WHAT YOU HAVE TO DO.
Where the records below show the word "phải" in a line, please copy that line.

+===+

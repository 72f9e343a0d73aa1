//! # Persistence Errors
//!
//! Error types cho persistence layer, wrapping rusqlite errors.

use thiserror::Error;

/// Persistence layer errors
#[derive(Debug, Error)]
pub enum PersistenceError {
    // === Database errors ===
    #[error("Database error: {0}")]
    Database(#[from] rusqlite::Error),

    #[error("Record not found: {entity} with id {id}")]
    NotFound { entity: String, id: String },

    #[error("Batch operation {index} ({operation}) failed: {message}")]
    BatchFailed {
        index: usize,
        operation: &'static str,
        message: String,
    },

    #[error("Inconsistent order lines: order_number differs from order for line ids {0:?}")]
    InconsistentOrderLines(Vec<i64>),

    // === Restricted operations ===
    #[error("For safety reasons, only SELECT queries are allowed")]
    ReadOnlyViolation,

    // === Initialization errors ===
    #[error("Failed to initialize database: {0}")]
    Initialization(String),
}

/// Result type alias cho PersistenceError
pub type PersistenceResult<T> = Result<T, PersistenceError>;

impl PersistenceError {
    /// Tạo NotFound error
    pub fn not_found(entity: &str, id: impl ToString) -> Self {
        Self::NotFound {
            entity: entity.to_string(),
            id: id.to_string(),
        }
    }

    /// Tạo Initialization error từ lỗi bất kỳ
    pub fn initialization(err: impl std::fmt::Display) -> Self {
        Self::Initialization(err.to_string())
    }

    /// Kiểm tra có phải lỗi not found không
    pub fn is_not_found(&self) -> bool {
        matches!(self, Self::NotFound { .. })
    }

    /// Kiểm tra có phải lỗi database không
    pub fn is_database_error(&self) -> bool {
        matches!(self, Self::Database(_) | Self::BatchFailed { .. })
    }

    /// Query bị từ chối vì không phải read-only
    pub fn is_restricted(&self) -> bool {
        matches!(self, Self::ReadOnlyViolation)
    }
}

+===+

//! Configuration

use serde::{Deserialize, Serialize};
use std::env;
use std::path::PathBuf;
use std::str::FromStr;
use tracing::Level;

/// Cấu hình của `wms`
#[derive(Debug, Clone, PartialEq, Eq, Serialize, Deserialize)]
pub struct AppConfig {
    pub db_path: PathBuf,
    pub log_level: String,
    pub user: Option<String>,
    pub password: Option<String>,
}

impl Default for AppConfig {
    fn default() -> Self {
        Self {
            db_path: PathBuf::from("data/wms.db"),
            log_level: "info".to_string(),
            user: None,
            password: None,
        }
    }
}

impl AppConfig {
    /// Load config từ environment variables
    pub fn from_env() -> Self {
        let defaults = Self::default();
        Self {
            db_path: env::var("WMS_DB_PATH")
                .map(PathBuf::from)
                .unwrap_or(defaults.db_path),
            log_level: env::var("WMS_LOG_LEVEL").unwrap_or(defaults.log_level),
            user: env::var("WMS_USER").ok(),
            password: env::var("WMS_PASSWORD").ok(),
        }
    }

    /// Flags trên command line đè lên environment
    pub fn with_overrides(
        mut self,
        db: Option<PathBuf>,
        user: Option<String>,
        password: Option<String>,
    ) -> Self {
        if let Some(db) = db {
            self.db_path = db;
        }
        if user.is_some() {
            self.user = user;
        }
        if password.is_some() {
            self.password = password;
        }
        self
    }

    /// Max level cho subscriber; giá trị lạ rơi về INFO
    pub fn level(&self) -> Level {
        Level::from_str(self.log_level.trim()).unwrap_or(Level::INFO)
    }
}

+===+

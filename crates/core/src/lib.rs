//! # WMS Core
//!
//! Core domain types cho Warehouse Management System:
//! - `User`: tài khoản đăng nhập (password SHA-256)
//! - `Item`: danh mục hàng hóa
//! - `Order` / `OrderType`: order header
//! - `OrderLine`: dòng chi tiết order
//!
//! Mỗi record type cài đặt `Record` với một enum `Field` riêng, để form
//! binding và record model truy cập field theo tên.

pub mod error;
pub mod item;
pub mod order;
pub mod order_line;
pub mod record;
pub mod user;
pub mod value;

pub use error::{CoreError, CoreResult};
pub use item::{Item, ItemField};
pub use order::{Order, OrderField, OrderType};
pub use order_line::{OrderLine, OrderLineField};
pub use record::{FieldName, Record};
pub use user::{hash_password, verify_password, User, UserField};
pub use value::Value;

+===+

REPLY TO THE TASK.
    /// Kiểm tra có phải lỗi not found không
    /// Kiểm tra có phải lỗi database không
    /// Query bị từ chối vì không phải read-only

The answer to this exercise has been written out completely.